What's Starting Seven? Here's what you're reading, and how to get must-read morning news in your inbox, each day.


🔍 Stories to watch

🇷🇺  The Kremlin has said that it welcomes the Vatican’s offer to mediate talks to end the Ukraine war but insisted that Ukraine “does not need negotiation platforms.”

🇬🇧  A landmark case challenging the U.K.’s Down syndrome abortion law could be taken to the country’s Supreme Court.

🇨🇿  The monastery where Gregor Mendel pioneered the study of genetics has been declared a national cultural monument by the Czech government.

🇨🇭  A former Swiss Guard commander’s attorney has insisted that his client is simply taking “time out,” following reports of his disappearance (German report).

🇪🇸  Cardinal Antonio Cañizares Llovera has called for the opening of the beatification cause of a bioethicist who died in 2021 (Spanish report).

🇳🇬  A priest has been kidnapped in Nigeria’s Nasarawa State, along with an unknown number of lay people.

🇮🇶  Cardinal Louis Raphaël Sako has said that around 20 Iraqi Christian families a month are leaving northern Iraq for other countries.


📅  Coming soon

Nov. 30  Feast of St.

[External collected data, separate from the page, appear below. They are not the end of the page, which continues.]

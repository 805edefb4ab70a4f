use wasm_bindgen::prelude::*;

pub mod config;
pub mod controller;
pub mod diff;
pub mod error;
pub mod notation;
pub mod position;
pub mod scheduler;
pub mod types;
pub mod wasm;

pub use config::{AnimationSpeed, BoardConfig};
pub use controller::{BoardController, Observer, Surface};
pub use diff::Operation;
pub use error::{BoardError, HostError};
pub use position::Position;
pub use types::{BoardKind, Orientation, Piece, Square};

#[wasm_bindgen]
pub fn version() -> String {
    env!("CARGO_PKG_VERSION").to_string()
}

Andrew; Biopic of first Korean Catholic priest St. Andrew Kim Tae-gon released in South Korea.

Dec. 1  Benedict XVI due to receive 2022 Ratzinger Prize winners.

Dec. 3  Vatican Christmas tree and Nativity scene unveiled.

Dec. 4  First anniversary of Hong Kong Bishop Stephen Chow’s episcopal ordination.

Dec. 5  “Fruits of the Spirit” exhibit launched at London’s National Gallery.

Dec. 7  Cardinal Wilton Gregory of Washington turns 75.

Dec. 8  Solemnity of the Immaculate Conception; Pope Francis’ act of veneration of Mary Immaculate; Worldwide Women’s Rosary.


Have a happy feast of St. James of the Marches.